//! Local file scanning.
//!
//! Walks the build output roots and produces one [`FileRecord`] per uploadable
//! file, keyed by its forward-slash storage path.

use chrono::{DateTime, Utc};
use std::collections::HashSet;
use std::path::{Component, Path, PathBuf};
use tracing::{debug, info, warn};
use walkdir::WalkDir;

/// Options for scanning
#[derive(Debug, Clone)]
pub struct ScanOptions {
    /// Directory that keys are relative to
    pub base_dir: PathBuf,

    /// Roots to walk, relative to `base_dir` unless absolute
    pub roots: Vec<PathBuf>,

    /// Key prefixes to strip (first match wins)
    pub strip_prefixes: Vec<String>,

    /// Extensions that are never uploaded
    pub exclude: ExtensionFilter,

    /// Follow symbolic links
    pub follow_links: bool,
}

impl ScanOptions {
    pub fn from_config(config: &crate::config::ScanConfig) -> Self {
        Self {
            base_dir: config.base_dir.clone(),
            roots: config.roots.clone(),
            strip_prefixes: config.strip_prefixes.clone(),
            exclude: ExtensionFilter::new(&config.exclude_extensions),
            follow_links: config.follow_links,
        }
    }
}

/// Case-insensitive set of excluded file extensions.
#[derive(Debug, Clone, Default)]
pub struct ExtensionFilter {
    extensions: HashSet<String>,
}

impl ExtensionFilter {
    pub fn new<S: AsRef<str>>(extensions: &[S]) -> Self {
        Self {
            extensions: extensions
                .iter()
                .map(|e| e.as_ref().trim_start_matches('.').to_ascii_lowercase())
                .filter(|e| !e.is_empty())
                .collect(),
        }
    }

    pub fn is_excluded(&self, key: &str) -> bool {
        match extension_of(key) {
            Some(ext) => self.extensions.contains(&ext),
            None => false,
        }
    }
}

fn extension_of(key: &str) -> Option<String> {
    let name = key.rsplit('/').next()?;
    let (stem, ext) = name.rsplit_once('.')?;
    if stem.is_empty() {
        // dotfile such as `.htaccess`
        return None;
    }
    Some(ext.to_ascii_lowercase())
}

/// One on-disk asset eligible for sync.
#[derive(Debug, Clone, PartialEq, Eq)]
pub struct FileRecord {
    /// Storage key (forward-slash separated)
    pub key: String,

    /// Full path to the file
    pub path: PathBuf,

    /// File size in bytes
    pub size: u64,

    /// Local modification time; unreliable after a CI checkout
    pub modified_at: Option<DateTime<Utc>>,

    /// Lowercase hex MD5 of the contents, once computed
    pub digest: Option<String>,
}

impl FileRecord {
    /// Same record with its digest attached.
    pub fn with_digest(self, digest: String) -> Self {
        Self {
            digest: Some(digest),
            ..self
        }
    }
}

/// Outcome of a scan
#[derive(Debug, Default)]
pub struct ScanReport {
    /// Unique records, smallest first
    pub records: Vec<FileRecord>,

    /// Files skipped because of their extension
    pub excluded: usize,

    /// Files dropped because another root already produced their key
    pub duplicates: usize,

    /// Entries that could not be read
    pub errors: usize,

    /// Roots that do not exist
    pub missing_roots: Vec<PathBuf>,
}

impl ScanReport {
    pub fn total_bytes(&self) -> u64 {
        self.records.iter().map(|r| r.size).sum()
    }
}

/// Convert a path relative to the base directory into a storage key.
///
/// Returns `None` for paths that cannot be keyed (parent references, non UTF-8).
pub fn normalize_key(relative: &Path, strip_prefixes: &[String]) -> Option<String> {
    let mut parts = Vec::new();
    for component in relative.components() {
        match component {
            Component::Normal(part) => parts.push(part.to_str()?.to_string()),
            Component::CurDir => {}
            _ => return None,
        }
    }
    if parts.is_empty() {
        return None;
    }

    let key = parts.join("/");
    for prefix in strip_prefixes {
        if let Some(stripped) = key.strip_prefix(prefix.as_str()) {
            if !stripped.is_empty() {
                return Some(stripped.to_string());
            }
        }
    }
    Some(key)
}

/// Walk every root and collect the uploadable files.
///
/// Never fails: missing roots and unreadable entries are logged and counted.
pub fn scan(options: &ScanOptions) -> ScanReport {
    let mut report = ScanReport::default();
    let mut seen = HashSet::new();

    for root in &options.roots {
        let root_path = if root.is_absolute() {
            root.clone()
        } else {
            options.base_dir.join(root)
        };

        if !root_path.is_dir() {
            debug!("Scan root not present: {}", root_path.display());
            report.missing_roots.push(root_path);
            continue;
        }

        let before = report.records.len();
        scan_root(&root_path, options, &mut seen, &mut report);
        info!(
            "Scanned {}: {} files",
            root_path.display(),
            report.records.len() - before
        );
    }

    if report.records.is_empty() && !report.missing_roots.is_empty() {
        warn!(
            "No files found; {} scan roots are missing under {}",
            report.missing_roots.len(),
            options.base_dir.display()
        );
    }

    report
        .records
        .sort_by(|a, b| a.size.cmp(&b.size).then_with(|| a.key.cmp(&b.key)));
    report
}

fn scan_root(
    root: &Path,
    options: &ScanOptions,
    seen: &mut HashSet<String>,
    report: &mut ScanReport,
) {
    let walker = WalkDir::new(root)
        .follow_links(options.follow_links)
        .sort_by_file_name();

    for entry in walker {
        let entry = match entry {
            Ok(entry) => entry,
            Err(e) => {
                warn!("Skipping unreadable entry: {}", e);
                report.errors += 1;
                continue;
            }
        };

        if entry.file_type().is_dir() {
            continue;
        }

        let metadata = match std::fs::metadata(entry.path()) {
            Ok(m) if m.is_file() => m,
            Ok(_) => continue,
            Err(e) => {
                warn!("Skipping {}: {}", entry.path().display(), e);
                report.errors += 1;
                continue;
            }
        };

        let relative = entry
            .path()
            .strip_prefix(&options.base_dir)
            .or_else(|_| entry.path().strip_prefix(root.parent().unwrap_or(root)))
            .unwrap_or_else(|_| entry.path());

        let key = match normalize_key(relative, &options.strip_prefixes) {
            Some(key) => key,
            None => {
                warn!("Skipping {}: path cannot be used as a key", entry.path().display());
                report.errors += 1;
                continue;
            }
        };

        if options.exclude.is_excluded(&key) {
            report.excluded += 1;
            continue;
        }

        if !seen.insert(key.clone()) {
            debug!("Duplicate key {} from {}", key, entry.path().display());
            report.duplicates += 1;
            continue;
        }

        report.records.push(FileRecord {
            key,
            path: entry.path().to_path_buf(),
            size: metadata.len(),
            modified_at: metadata.modified().ok().map(DateTime::<Utc>::from),
            digest: None,
        });
    }
}

#[cfg(test)]
mod tests {
    use super::*;
    use std::fs;
    use tempfile::TempDir;

    fn options(base: &Path, roots: &[&str]) -> ScanOptions {
        ScanOptions {
            base_dir: base.to_path_buf(),
            roots: roots.iter().map(PathBuf::from).collect(),
            strip_prefixes: vec!["client/".to_string()],
            exclude: ExtensionFilter::new(&["map", "txt", "md", "json"]),
            follow_links: false,
        }
    }

    fn keys(report: &ScanReport) -> Vec<&str> {
        report.records.iter().map(|r| r.key.as_str()).collect()
    }

    #[test]
    fn test_scan_empty_directory() -> std::io::Result<()> {
        let temp_dir = TempDir::new()?;
        fs::create_dir(temp_dir.path().join("assets"))?;

        let report = scan(&options(temp_dir.path(), &["assets"]));
        assert!(report.records.is_empty());
        assert!(report.missing_roots.is_empty());
        Ok(())
    }

    #[test]
    fn test_scan_nested_keys_are_forward_slash() -> std::io::Result<()> {
        let temp_dir = TempDir::new()?;
        fs::create_dir_all(temp_dir.path().join("images/blog/2024"))?;
        fs::write(temp_dir.path().join("images/blog/2024/hero.png"), b"png")?;
        fs::write(temp_dir.path().join("images/logo.svg"), b"<svg/>")?;

        let report = scan(&options(temp_dir.path(), &["images"]));
        let mut found = keys(&report);
        found.sort();
        assert_eq!(found, vec!["images/blog/2024/hero.png", "images/logo.svg"]);
        Ok(())
    }

    #[test]
    fn test_client_prefix_is_stripped_and_deduplicated() -> std::io::Result<()> {
        let temp_dir = TempDir::new()?;
        fs::create_dir_all(temp_dir.path().join("client/assets"))?;
        fs::create_dir_all(temp_dir.path().join("assets"))?;
        fs::write(temp_dir.path().join("client/assets/a.css"), b"body{}")?;
        fs::write(temp_dir.path().join("assets/a.css"), b"body{color:red}")?;

        let report = scan(&options(temp_dir.path(), &["client/assets", "assets"]));
        assert_eq!(keys(&report), vec!["assets/a.css"]);
        assert_eq!(report.duplicates, 1);
        // first root wins
        assert!(report.records[0].path.ends_with("client/assets/a.css"));
        Ok(())
    }

    #[test]
    fn test_excluded_extensions_are_counted() -> std::io::Result<()> {
        let temp_dir = TempDir::new()?;
        fs::create_dir(temp_dir.path().join("assets"))?;
        fs::write(temp_dir.path().join("assets/app.js"), b"js")?;
        fs::write(temp_dir.path().join("assets/app.js.map"), b"{}")?;
        fs::write(temp_dir.path().join("assets/README.MD"), b"# hi")?;

        let report = scan(&options(temp_dir.path(), &["assets"]));
        assert_eq!(keys(&report), vec!["assets/app.js"]);
        assert_eq!(report.excluded, 2);
        Ok(())
    }

    #[test]
    fn test_missing_root_is_skipped() -> std::io::Result<()> {
        let temp_dir = TempDir::new()?;
        fs::create_dir(temp_dir.path().join("fonts"))?;
        fs::write(temp_dir.path().join("fonts/a.woff2"), b"font")?;

        let report = scan(&options(temp_dir.path(), &["client/fonts", "fonts"]));
        assert_eq!(keys(&report), vec!["fonts/a.woff2"]);
        assert_eq!(report.missing_roots.len(), 1);
        Ok(())
    }

    #[test]
    fn test_records_sorted_smallest_first() -> std::io::Result<()> {
        let temp_dir = TempDir::new()?;
        fs::create_dir(temp_dir.path().join("assets"))?;
        fs::write(temp_dir.path().join("assets/big.js"), vec![b'x'; 300])?;
        fs::write(temp_dir.path().join("assets/small.js"), vec![b'x'; 10])?;
        fs::write(temp_dir.path().join("assets/mid.js"), vec![b'x'; 100])?;

        let report = scan(&options(temp_dir.path(), &["assets"]));
        assert_eq!(
            keys(&report),
            vec!["assets/small.js", "assets/mid.js", "assets/big.js"]
        );
        assert_eq!(report.total_bytes(), 410);
        assert!(report.records.iter().all(|r| r.digest.is_none()));
        Ok(())
    }

    #[cfg(unix)]
    #[test]
    fn test_dangling_link_is_counted_not_fatal() -> std::io::Result<()> {
        let temp_dir = TempDir::new()?;
        fs::create_dir(temp_dir.path().join("assets"))?;
        fs::write(temp_dir.path().join("assets/a.css"), b"body{}")?;
        fs::write(temp_dir.path().join("assets/z.js"), b"js")?;
        std::os::unix::fs::symlink(
            temp_dir.path().join("assets/gone.css"),
            temp_dir.path().join("assets/m.css"),
        )?;

        let mut opts = options(temp_dir.path(), &["assets"]);
        opts.follow_links = true;
        let report = scan(&opts);

        let mut found = keys(&report);
        found.sort();
        assert_eq!(found, vec!["assets/a.css", "assets/z.js"]);
        assert_eq!(report.errors, 1);
        Ok(())
    }

    #[cfg(target_os = "linux")]
    #[test]
    fn test_non_utf8_name_is_counted_not_fatal() -> std::io::Result<()> {
        use std::ffi::OsStr;
        use std::os::unix::ffi::OsStrExt;

        let temp_dir = TempDir::new()?;
        fs::create_dir(temp_dir.path().join("assets"))?;
        fs::write(temp_dir.path().join("assets/a.css"), b"body{}")?;
        fs::write(
            temp_dir.path().join("assets").join(OsStr::from_bytes(b"bad\xff.js")),
            b"js",
        )?;

        let report = scan(&options(temp_dir.path(), &["assets"]));
        assert_eq!(keys(&report), vec!["assets/a.css"]);
        assert_eq!(report.errors, 1);
        Ok(())
    }

    #[test]
    fn test_normalize_key() {
        let strip = vec!["client/".to_string()];
        assert_eq!(
            normalize_key(Path::new("client/_astro/x.js"), &strip).as_deref(),
            Some("_astro/x.js")
        );
        assert_eq!(
            normalize_key(Path::new("./assets/a.css"), &strip).as_deref(),
            Some("assets/a.css")
        );
        assert_eq!(normalize_key(Path::new("../etc/passwd"), &strip), None);
    }

    #[test]
    fn test_extension_filter() {
        let filter = ExtensionFilter::new(&[".map", "TXT"]);
        assert!(filter.is_excluded("assets/app.js.map"));
        assert!(filter.is_excluded("robots.txt"));
        assert!(!filter.is_excluded("assets/app.js"));
        assert!(!filter.is_excluded(".txt"));
        assert!(!filter.is_excluded("LICENSE"));
    }
}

◇ ◇ ◇ ◇

What to do :: Among the entries, find every line holding "ScanReport" and return it.

Solution for this task ::
pub struct ScanReport {
impl ScanReport {
pub fn scan(options: &ScanOptions) -> ScanReport {
    let mut report = ScanReport::default();
    report: &mut ScanReport,
    fn keys(report: &ScanReport) -> Vec<&str> {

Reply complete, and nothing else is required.